People say it's bypassing the hard work using meds, but it isn't supposed to be. I had prediabetes and was told in no uncertain terms that I couldn't just rely on them - I also had to change my diet, because if I don't it'll come back. There's no way to really avoid "plugging away" and there's evidence that if you've been overweight it's much harder to maintain weight that's been lost than it is for slimmer people to maintain their weight when they have never gained and lost a significant amount of weight, especially several times in their lifetime.

I get what you're saying about it being understandable and to a point agree with that - but people feel like this because of the perception that it's an easy way out, or because they think people got to the size they are because they were never conflicted about eating that Twix. It's not the reality. In the same way as it's also a distortion of reality to suggest slim people never feel conflicted about food, or don't have to do anything to maintain slimness.

PiggleToes · 17/10/2024 22:12

wtf seriously? I’m mystified. You want other women to be fat so you can feel better about yourself? You think people should only be allowed to be thin if they are morally worthy of it? And they obviously aren’t otherwise they wouldn’t be fat in the first place ?

DareDevil223 · 17/10/2024 22:12

BiscottiPerCena · 17/10/2024 22:04

I think one issue with this analysis is that most of the overweight and obese people have been constantly struggling to maintain / not gain or lose weight too.

They just haven't been as successful. in most cases probably because they have a naturally bigger appetite which could often be genetic.
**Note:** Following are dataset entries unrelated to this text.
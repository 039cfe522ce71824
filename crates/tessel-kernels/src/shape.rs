//! Output shape inference and argument validation
//!
//! All checks run before any data moves. Tensors are 4-D with axes
//! `(batch, height, width, channel)`.

use smallvec::smallvec;
use tessel_core::Shape;

use crate::descriptor::BlockDescriptor;
use crate::error::{KernelError, KernelResult};

pub(crate) const BATCH_TO_SPACE: &str = "batch_to_space";
pub(crate) const SPACE_TO_BATCH: &str = "space_to_batch";

/// Rank of every tensor the rearrangement accepts
pub const SPATIAL_RANK: usize = 4;

fn check_block(operation: &str, desc: &BlockDescriptor) -> KernelResult<()> {
    if desc.block_size == 0 {
        return Err(KernelError::invalid_block_size(operation, desc.block_size));
    }
    Ok(())
}

fn block_area(operation: &str, shape: &[usize], desc: &BlockDescriptor) -> KernelResult<usize> {
    desc.block_area().ok_or_else(|| {
        KernelError::shape_precondition(
            operation,
            shape,
            format!("block² overflows for block size {}", desc.block_size),
        )
    })
}

fn scaled(
    operation: &str,
    shape: &[usize],
    axis: &str,
    extent: usize,
    factor: usize,
) -> KernelResult<usize> {
    extent.checked_mul(factor).ok_or_else(|| {
        KernelError::shape_precondition(operation, shape, format!("{} × {} overflows", axis, factor))
    })
}

fn check_rank(operation: &str, parameter: &str, shape: &[usize]) -> KernelResult<()> {
    if shape.len() != SPATIAL_RANK {
        return Err(KernelError::rank_mismatch(
            operation,
            parameter,
            SPATIAL_RANK,
            shape.len(),
        ));
    }
    Ok(())
}

fn check_crop(
    operation: &str,
    axis: &'static str,
    extent: usize,
    before: usize,
    after: usize,
) -> KernelResult<usize> {
    let total = before.saturating_add(after);
    if total > 0 && total >= extent {
        return Err(KernelError::boundary_overflow(
            operation, axis, extent, before, after,
        ));
    }
    Ok(extent - total)
}

fn padded_blocks(
    operation: &str,
    shape: &[usize],
    axis: &str,
    extent: usize,
    before: usize,
    after: usize,
    block: usize,
) -> KernelResult<usize> {
    let padded = extent
        .checked_add(before)
        .and_then(|n| n.checked_add(after))
        .ok_or_else(|| {
            KernelError::shape_precondition(operation, shape, format!("padded {} overflows", axis))
        })?;
    if padded % block != 0 {
        return Err(KernelError::shape_precondition(
            operation,
            shape,
            format!(
                "padded {} {} is not divisible by block size {}",
                axis, padded, block
            ),
        ));
    }
    Ok(padded / block)
}

/// Shape produced by batch-to-space.
///
/// `[B·b², H, W, C]` becomes `[B, H·b − bottom − top, W·b − left − right, C]`.
///
/// # Errors
///
/// - [`KernelError::InvalidBlockSize`] for a zero block
/// - [`KernelError::RankMismatch`] unless the input is 4-D
/// - [`KernelError::ShapePrecondition`] if the batch is not divisible by `b²`
///   or an extent overflows `usize`
/// - [`KernelError::BoundaryOverflow`] if crops consume an entire spatial axis
///
/// # Examples
///
/// ```
/// use tessel_kernels::{batch_to_space_output_shape, BlockDescriptor};
///
/// let shape = batch_to_space_output_shape(&[8, 2, 3, 5], &BlockDescriptor::new(2)).unwrap();
/// assert_eq!(shape.as_slice(), &[2, 4, 6, 5]);
///
/// let cropped = BlockDescriptor::new(2).with_width(1, 1);
/// let shape = batch_to_space_output_shape(&[8, 2, 3, 5], &cropped).unwrap();
/// assert_eq!(shape.as_slice(), &[2, 4, 4, 5]);
/// ```
pub fn batch_to_space_output_shape(
    input_shape: &[usize],
    desc: &BlockDescriptor,
) -> KernelResult<Shape> {
    check_block(BATCH_TO_SPACE, desc)?;
    check_rank(BATCH_TO_SPACE, "input", input_shape)?;

    let block = desc.block_size;
    let area = block_area(BATCH_TO_SPACE, input_shape, desc)?;
    let batch = input_shape[0];
    if batch % area != 0 {
        return Err(KernelError::shape_precondition(
            BATCH_TO_SPACE,
            input_shape,
            format!("batch {} is not divisible by block² = {}", batch, area),
        ));
    }

    let height = check_crop(
        BATCH_TO_SPACE,
        "height",
        scaled(BATCH_TO_SPACE, input_shape, "height", input_shape[1], block)?,
        desc.bottom,
        desc.top,
    )?;
    let width = check_crop(
        BATCH_TO_SPACE,
        "width",
        scaled(BATCH_TO_SPACE, input_shape, "width", input_shape[2], block)?,
        desc.left,
        desc.right,
    )?;

    Ok(smallvec![batch / area, height, width, input_shape[3]])
}

/// Shape produced by space-to-batch.
///
/// `[B, H, W, C]` becomes
/// `[B·b², (H + bottom + top) / b, (W + left + right) / b, C]`.
///
/// # Errors
///
/// - [`KernelError::InvalidBlockSize`] for a zero block
/// - [`KernelError::RankMismatch`] unless the input is 4-D
/// - [`KernelError::ShapePrecondition`] if a padded spatial extent is not
///   divisible by the block size or an extent overflows `usize`
///
/// # Examples
///
/// ```
/// use tessel_kernels::{space_to_batch_output_shape, BlockDescriptor};
///
/// let desc = BlockDescriptor::new(2).with_height(1, 1);
/// let shape = space_to_batch_output_shape(&[1, 2, 4, 3], &desc).unwrap();
/// assert_eq!(shape.as_slice(), &[4, 2, 2, 3]);
/// ```
pub fn space_to_batch_output_shape(
    input_shape: &[usize],
    desc: &BlockDescriptor,
) -> KernelResult<Shape> {
    check_block(SPACE_TO_BATCH, desc)?;
    check_rank(SPACE_TO_BATCH, "input", input_shape)?;

    let block = desc.block_size;
    let height = padded_blocks(
        SPACE_TO_BATCH,
        input_shape,
        "height",
        input_shape[1],
        desc.bottom,
        desc.top,
        block,
    )?;
    let width = padded_blocks(
        SPACE_TO_BATCH,
        input_shape,
        "width",
        input_shape[2],
        desc.left,
        desc.right,
        block,
    )?;

    let area = block_area(SPACE_TO_BATCH, input_shape, desc)?;
    let batch = scaled(SPACE_TO_BATCH, input_shape, "batch", input_shape[0], area)?;

    Ok(smallvec![batch, height, width, input_shape[3]])
}

/// Check that `output_shape` is exactly the inferred shape.
pub(crate) fn check_output(
    operation: &str,
    output_shape: &[usize],
    expected: &[usize],
) -> KernelResult<()> {
    check_rank(operation, "output", output_shape)?;
    if output_shape != expected {
        return Err(KernelError::shape_precondition(
            operation,
            output_shape,
            format!("output shape must be {:?}", expected),
        ));
    }
    Ok(())
}

#[cfg(test)]
mod tests {
    use super::*;

    #[test]
    fn test_batch_to_space_shape() {
        let shape = batch_to_space_output_shape(&[4, 2, 2, 1], &BlockDescriptor::new(2)).unwrap();
        assert_eq!(shape.as_slice(), &[1, 4, 4, 1]);
    }

    #[test]
    fn test_batch_to_space_crop_shape() {
        let desc = BlockDescriptor::new(2).with_height(1, 0).with_width(0, 1);
        let shape = batch_to_space_output_shape(&[4, 2, 2, 3], &desc).unwrap();
        assert_eq!(shape.as_slice(), &[1, 3, 3, 3]);
    }

    #[test]
    fn test_batch_not_divisible() {
        let err = batch_to_space_output_shape(&[3, 2, 2, 1], &BlockDescriptor::new(2)).unwrap_err();
        assert!(matches!(err, KernelError::ShapePrecondition { .. }));
    }

    #[test]
    fn test_crop_overflow_rejected() {
        let desc = BlockDescriptor::new(2).with_height(2, 2);
        let err = batch_to_space_output_shape(&[4, 2, 2, 1], &desc).unwrap_err();
        assert!(matches!(
            err,
            KernelError::BoundaryOverflow {
                axis: "height",
                extent: 4,
                ..
            }
        ));

        let desc = BlockDescriptor::new(1).with_width(5, 0);
        let err = batch_to_space_output_shape(&[1, 4, 4, 1], &desc).unwrap_err();
        assert!(matches!(err, KernelError::BoundaryOverflow { axis: "width", .. }));
    }

    #[test]
    fn test_empty_spatial_without_crop() {
        let shape = batch_to_space_output_shape(&[4, 0, 2, 1], &BlockDescriptor::new(2)).unwrap();
        assert_eq!(shape.as_slice(), &[1, 0, 4, 1]);
    }

    #[test]
    fn test_space_to_batch_shape() {
        let shape = space_to_batch_output_shape(&[1, 4, 4, 1], &BlockDescriptor::new(2)).unwrap();
        assert_eq!(shape.as_slice(), &[4, 2, 2, 1]);
    }

    #[test]
    fn test_space_to_batch_padding_must_divide() {
        let desc = BlockDescriptor::new(2).with_height(1, 0);
        let err = space_to_batch_output_shape(&[1, 4, 4, 1], &desc).unwrap_err();
        assert!(matches!(err, KernelError::ShapePrecondition { .. }));
    }

    #[test]
    fn test_zero_block_and_rank() {
        let err = space_to_batch_output_shape(&[1, 4, 4, 1], &BlockDescriptor::new(0)).unwrap_err();
        assert!(matches!(err, KernelError::InvalidBlockSize { .. }));

        let err = space_to_batch_output_shape(&[4, 4, 1], &BlockDescriptor::new(2)).unwrap_err();
        assert!(matches!(
            err,
            KernelError::RankMismatch {
                actual_rank: 3,
                ..
            }
        ));
    }

    #[test]
    fn test_oversized_block_is_a_precondition_error() {
        let huge = BlockDescriptor::new(1 << (usize::BITS / 2));
        let err = batch_to_space_output_shape(&[4, 2, 2, 1], &huge).unwrap_err();
        assert!(matches!(err, KernelError::ShapePrecondition { .. }));

        let side = 1 << (usize::BITS / 2);
        let err = space_to_batch_output_shape(&[1, side, side, 1], &huge).unwrap_err();
        assert!(matches!(err, KernelError::ShapePrecondition { .. }));

        // b² fits but H·b does not
        let desc = BlockDescriptor::new(4);
        let err = batch_to_space_output_shape(&[16, usize::MAX / 2, 1, 1], &desc).unwrap_err();
        assert!(matches!(err, KernelError::ShapePrecondition { .. }));

        // padded extents divide, but B·b² does not fit
        let desc = BlockDescriptor::new(2);
        let err = space_to_batch_output_shape(&[usize::MAX / 2, 2, 2, 1], &desc).unwrap_err();
        assert!(matches!(err, KernelError::ShapePrecondition { .. }));
    }

    #[test]
    fn test_check_output() {
        assert!(check_output(BATCH_TO_SPACE, &[1, 4, 4, 1], &[1, 4, 4, 1]).is_ok());
        assert!(check_output(BATCH_TO_SPACE, &[1, 4, 4, 2], &[1, 4, 4, 1]).is_err());
        assert!(check_output(BATCH_TO_SPACE, &[4, 4, 1], &[1, 4, 4, 1]).is_err());
    }
}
Absolutely. Over the decades, I have done more agonising over food than most people could imagine without the rewards most of the time) of a slim, socially acceptable body.

I didn't sit there showing food into my face, clapping my hands with glee over what a great time I was having. Most of the time I was in a state of turmoil and pain whatever the scale was saying. Wegovy cleared my mind and gave me the tools to make the changes that I needed to make.